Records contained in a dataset

== Segment start ==

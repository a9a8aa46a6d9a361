// SPDX-License-Identifier: Apache-2.0
// Copyright 2025 ONAP Contributors
//
// Licensed under the Apache License, Version 2.0 (the "License");
// you may not use this file except in compliance with the License.
// You may obtain a copy of the License at
//
//     http://www.apache.org/licenses/LICENSE-2.0
//
// Unless required by applicable law or agreed to in writing, software
// distributed under the License is distributed on an "AS IS" BASIS,
// WITHOUT WARRANTIES OR CONDITIONS OF ANY KIND, either express or implied.
// See the License for the specific language governing permissions and
// limitations under the License.

//! CA configuration types.
//!
//! This module defines the description of a single CMPv2-capable CA
//! ([`CaRecord`]) and an immutable lookup table over the configured CAs
//! ([`CaRegistry`]). Loading and watching the configuration file is the
//! embedding application's job; this crate only consumes the records.

use std::collections::HashMap;
use std::str::FromStr;

use serde::Deserialize;
use url::Url;
use x509_cert::name::Name;

use crate::error::{CmpError, Result};

/// Maximum accepted length of a CA name.
const MAX_CA_NAME_LENGTH: usize = 128;

/// Description of a single CMPv2 server.
#[derive(Clone, Debug, Deserialize)]
#[serde(rename_all = "camelCase")]
pub struct CaRecord {
    /// Name under which callers select this CA.
    pub ca_name: String,

    /// CMP endpoint URL of the CA.
    pub url: Url,

    /// Issuer distinguished name, e.g. `"CN=ManagementCA,O=Example"`.
    #[serde(rename = "issuerDN")]
    pub issuer_dn: String,

    /// Mode the CA operates in.
    pub ca_mode: CaMode,

    /// Shared-secret credentials for this CA.
    pub authentication: CaAuthentication,
}

impl CaRecord {
    /// Parse the configured issuer DN into an X.501 name.
    pub fn issuer_name(&self) -> Result<Name> {
        Name::from_str(&self.issuer_dn)
            .map_err(|e| CmpError::protocol(format!("Invalid issuer DN '{}': {}", self.issuer_dn, e)))
    }

    /// Check the record for fields the CMP exchange cannot work without.
    pub fn validate(&self) -> Result<()> {
        if self.ca_name.is_empty() || self.ca_name.len() > MAX_CA_NAME_LENGTH {
            return Err(CmpError::protocol(format!(
                "CA name must be 1..={} characters",
                MAX_CA_NAME_LENGTH
            )));
        }
        if self.authentication.iak.is_empty() {
            return Err(CmpError::protocol("IAK password must not be empty"));
        }
        if self.authentication.rv.is_empty() {
            return Err(CmpError::protocol("RV reference value must not be empty"));
        }
        self.issuer_name()?;
        Ok(())
    }
}

/// Initial authentication credentials shared with the CA.
#[derive(Clone, Deserialize)]
#[serde(rename_all = "camelCase")]
pub struct CaAuthentication {
    /// Initial authentication key, the shared secret for MAC protection.
    pub iak: String,

    /// Reference value identifying the secret, sent as the senderKID.
    pub rv: String,
}

impl std::fmt::Debug for CaAuthentication {
    fn fmt(&self, f: &mut std::fmt::Formatter<'_>) -> std::fmt::Result {
        f.debug_struct("CaAuthentication")
            .field("iak", &"*****")
            .field("rv", &"*****")
            .finish()
    }
}

/// Mode a CA operates in.
///
/// Selects the certificate profile requested from the CA. The CMP exchange
/// itself is identical in both modes.
#[derive(Clone, Copy, Debug, PartialEq, Eq, Deserialize)]
#[serde(rename_all = "UPPERCASE")]
pub enum CaMode {
    /// Registration-authority profile.
    Ra,
    /// End-entity client profile.
    Client,
}

impl CaMode {
    /// Profile name announced for this mode.
    pub fn profile(&self) -> &'static str {
        match self {
            CaMode::Ra => "RA",
            CaMode::Client => "client",
        }
    }
}

/// Immutable snapshot of the configured CAs, keyed by CA name.
#[derive(Clone, Debug, Default)]
pub struct CaRegistry {
    records: HashMap<String, CaRecord>,
}

impl CaRegistry {
    /// Build a registry from a list of CA records.
    ///
    /// Later records win when two records share a CA name.
    pub fn new(records: impl IntoIterator<Item = CaRecord>) -> Self {
        Self {
            records: records
                .into_iter()
                .map(|record| (record.ca_name.clone(), record))
                .collect(),
        }
    }

    /// Look up a CA record by name.
    pub fn find(&self, ca_name: &str) -> Result<&CaRecord> {
        self.records
            .get(ca_name)
            .ok_or_else(|| CmpError::ca_not_found(ca_name))
    }

    /// Number of configured CAs.
    pub fn len(&self) -> usize {
        self.records.len()
    }

    /// Returns true if no CA is configured.
    pub fn is_empty(&self) -> bool {
        self.records.is_empty()
    }
}
// SPDX-License-Identifier: Apache-2.0
// Copyright 2025 ONAP Contributors
//
// Licensed under the Apache License, Version 2.0 (the "License");
// you may not use this file except in compliance with the License.
// You may obtain a copy of the License at
//
//     http://www.apache.org/licenses/LICENSE-2.0
//
// Unless required by applicable law or agreed to in writing, software
// distributed under the License is distributed on an "AS IS" BASIS,
// WITHOUT WARRANTIES OR CONDITIONS OF ANY KIND, either express or implied.
// See the License for the specific language governing permissions and
// limitations under the License.

//! Outgoing PKIMessage construction.
//!
//! [`CmpRequestFactory`] is the single place request messages are built:
//! initialization and certification requests carry password-based MAC
//! protection keyed from the IAK, with the reference value as senderKID; key
//! update requests are signed by the old certificate's key and carry that
//! certificate in extraCerts.

use std::time::SystemTime;

use der::asn1::{BitString, GeneralizedTime, OctetString};
use der::Encode;
use rand::{Rng, RngCore};
use rsa::pkcs1v15::SigningKey;
use rsa::signature::{SignatureEncoding, Signer};
use sha2::Sha256;
use spki::AlgorithmIdentifierOwned;
use x509_cert::ext::pkix::name::GeneralName;
use x509_cert::ext::pkix::{ExtendedKeyUsage, KeyUsage, KeyUsages, SubjectAltName};
use x509_cert::ext::Extension;
use x509_cert::serial_number::SerialNumber;
use x509_cert::time::Time;
use x509_cert::Certificate;

use crate::csr::CsrModel;
use crate::error::Result;
use crate::metadata::CmpRequestMetadata;
use crate::oldcert::OldCertificateModel;
use crate::protection::{MessageProtection, PasswordBasedMacProtection, SignatureProtection};
use crate::types::{
    oids, CertReqMsg, CertRequest, CertTemplate, InfoTypeAndValue, OptionalValidity, PkiBody,
    PkiHeader, PkiMessage, PopoSigningKey, ProofOfPossession, CERT_TEMPLATE_VERSION,
    CMP_VERSION_2,
};

/// Length of the transactionID and senderNonce header fields in bytes.
const NONCE_LENGTH: usize = 16;

/// Factory for the three request message kinds this client sends.
pub struct CmpRequestFactory;

impl CmpRequestFactory {
    /// Build a protected initialization request (ir).
    pub fn initialization_request(
        metadata: &CmpRequestMetadata,
        csr: &CsrModel,
    ) -> Result<PkiMessage> {
        let body = PkiBody::Ir(vec![build_cert_req_msg(metadata, csr)?]);
        build_mac_protected(metadata, body)
    }

    /// Build a protected certification request (cr).
    pub fn certification_request(
        metadata: &CmpRequestMetadata,
        csr: &CsrModel,
    ) -> Result<PkiMessage> {
        let body = PkiBody::Cr(vec![build_cert_req_msg(metadata, csr)?]);
        build_mac_protected(metadata, body)
    }

    /// Build a signed key update request (kur).
    ///
    /// The old certificate travels in extraCerts so the server can verify the
    /// signature protection; the senderKID stays empty.
    pub fn key_update_request(
        metadata: &CmpRequestMetadata,
        csr: &CsrModel,
        old_certificate: &OldCertificateModel,
    ) -> Result<PkiMessage> {
        let body = PkiBody::Kur(vec![build_cert_req_msg(metadata, csr)?]);
        let protection = SignatureProtection::new(old_certificate.private_key().clone());

        build_message(
            metadata,
            body,
            &protection,
            None,
            Some(vec![old_certificate.certificate().clone()]),
        )
    }
}

fn build_mac_protected(metadata: &CmpRequestMetadata, body: PkiBody) -> Result<PkiMessage> {
    let protection = PasswordBasedMacProtection::new(metadata.iak());
    let sender_kid = OctetString::new(metadata.rv().as_bytes().to_vec())?;

    build_message(metadata, body, &protection, Some(sender_kid), None)
}

fn build_message(
    metadata: &CmpRequestMetadata,
    body: PkiBody,
    protection: &dyn MessageProtection,
    sender_kid: Option<OctetString>,
    extra_certs: Option<Vec<Certificate>>,
) -> Result<PkiMessage> {
    let header = build_header(metadata, protection.algorithm_identifier()?, sender_kid)?;

    let mut message = PkiMessage {
        header,
        body,
        protection: None,
        extra_certs,
    };

    let protected = message.protected_bytes()?;
    message.protection = Some(BitString::from_bytes(&protection.protection_bytes(
        &protected,
    )?)?);

    tracing::debug!(
        subject = %metadata.subject(),
        issuer = %metadata.issuer(),
        "built protected PKIMessage"
    );

    Ok(message)
}

fn build_header(
    metadata: &CmpRequestMetadata,
    protection_alg: AlgorithmIdentifierOwned,
    sender_kid: Option<OctetString>,
) -> Result<PkiHeader> {
    let mut rng = rand::thread_rng();
    let mut transaction_id = [0u8; NONCE_LENGTH];
    rng.fill_bytes(&mut transaction_id);
    let mut sender_nonce = [0u8; NONCE_LENGTH];
    rng.fill_bytes(&mut sender_nonce);

    Ok(PkiHeader {
        pvno: CMP_VERSION_2,
        sender: GeneralName::DirectoryName(metadata.subject().clone()),
        recipient: GeneralName::DirectoryName(metadata.issuer().clone()),
        message_time: Some(GeneralizedTime::from_system_time(SystemTime::now())?),
        protection_alg: Some(protection_alg),
        sender_kid,
        recip_kid: None,
        transaction_id: Some(OctetString::new(transaction_id.to_vec())?),
        sender_nonce: Some(OctetString::new(sender_nonce.to_vec())?),
        recip_nonce: None,
        free_text: None,
        general_info: Some(vec![InfoTypeAndValue::implicit_confirm()]),
    })
}

fn build_cert_req_msg(metadata: &CmpRequestMetadata, csr: &CsrModel) -> Result<CertReqMsg> {
    let cert_req = CertRequest {
        cert_req_id: rand::thread_rng().gen_range(0..i64::from(i32::MAX)),
        cert_template: build_cert_template(metadata, csr)?,
        controls: None,
    };
    let popo = build_proof_of_possession(&cert_req, csr)?;

    Ok(CertReqMsg {
        cert_req,
        popo: Some(popo),
        reg_info: None,
    })
}

fn build_cert_template(metadata: &CmpRequestMetadata, csr: &CsrModel) -> Result<CertTemplate> {
    let validity = match (metadata.not_before(), metadata.not_after()) {
        (None, None) => None,
        (not_before, not_after) => Some(OptionalValidity {
            not_before: not_before.map(to_time).transpose()?,
            not_after: not_after.map(to_time).transpose()?,
        }),
    };

    Ok(CertTemplate {
        version: Some(CERT_TEMPLATE_VERSION),
        serial_number: Some(SerialNumber::new(&[0])?),
        signing_alg: Some(AlgorithmIdentifierOwned {
            oid: oids::SHA256_WITH_RSA,
            parameters: None,
        }),
        issuer: Some(metadata.issuer().clone()),
        validity,
        subject: Some(metadata.subject().clone()),
        public_key: Some(csr.spki().clone()),
        issuer_uid: None,
        subject_uid: None,
        extensions: Some(build_extensions(metadata.sans())?),
    })
}

fn to_time(time: SystemTime) -> Result<Time> {
    Ok(Time::GeneralTime(GeneralizedTime::from_system_time(time)?))
}

/// Requested extensions: TLS client and server usage plus the caller's
/// subject alternative names, all non-critical.
fn build_extensions(sans: &[GeneralName]) -> Result<Vec<Extension>> {
    let key_usage = KeyUsage(
        KeyUsages::DigitalSignature | KeyUsages::NonRepudiation | KeyUsages::KeyEncipherment,
    );
    let extended_key_usage = ExtendedKeyUsage(vec![
        const_oid::db::rfc5912::ID_KP_CLIENT_AUTH,
        const_oid::db::rfc5912::ID_KP_SERVER_AUTH,
    ]);

    let mut extensions = vec![
        Extension {
            extn_id: const_oid::db::rfc5912::ID_CE_KEY_USAGE,
            critical: false,
            extn_value: OctetString::new(key_usage.to_der()?)?,
        },
        Extension {
            extn_id: const_oid::db::rfc5912::ID_CE_EXT_KEY_USAGE,
            critical: false,
            extn_value: OctetString::new(extended_key_usage.to_der()?)?,
        },
    ];

    if !sans.is_empty() {
        let san = SubjectAltName(sans.to_vec());
        extensions.push(Extension {
            extn_id: const_oid::db::rfc5912::ID_CE_SUBJECT_ALT_NAME,
            critical: false,
            extn_value: OctetString::new(san.to_der()?)?,
        });
    }

    Ok(extensions)
}

/// Sign the DER-encoded CertRequest with the key from the CSR.
fn build_proof_of_possession(
    cert_req: &CertRequest,
    csr: &CsrModel,
) -> Result<ProofOfPossession> {
    let signing_key = SigningKey::<Sha256>::new(csr.private_key().clone());
    let signature = signing_key.sign(&cert_req.to_der()?);

    Ok(ProofOfPossession::Signature(PopoSigningKey {
        algorithm: AlgorithmIdentifierOwned {
            oid: oids::SHA256_WITH_RSA,
            parameters: None,
        },
        signature: BitString::from_bytes(&signature.to_vec())?,
    }))
}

== Segment end ==

**Required action:** Only the lines that hold the word "pkix" are wanted; each should be pulled from the records.

**Response to this task:**
use x509_cert::ext::pkix::name::GeneralName;
use x509_cert::ext::pkix::{ExtendedKeyUsage, KeyUsage, KeyUsages, SubjectAltName};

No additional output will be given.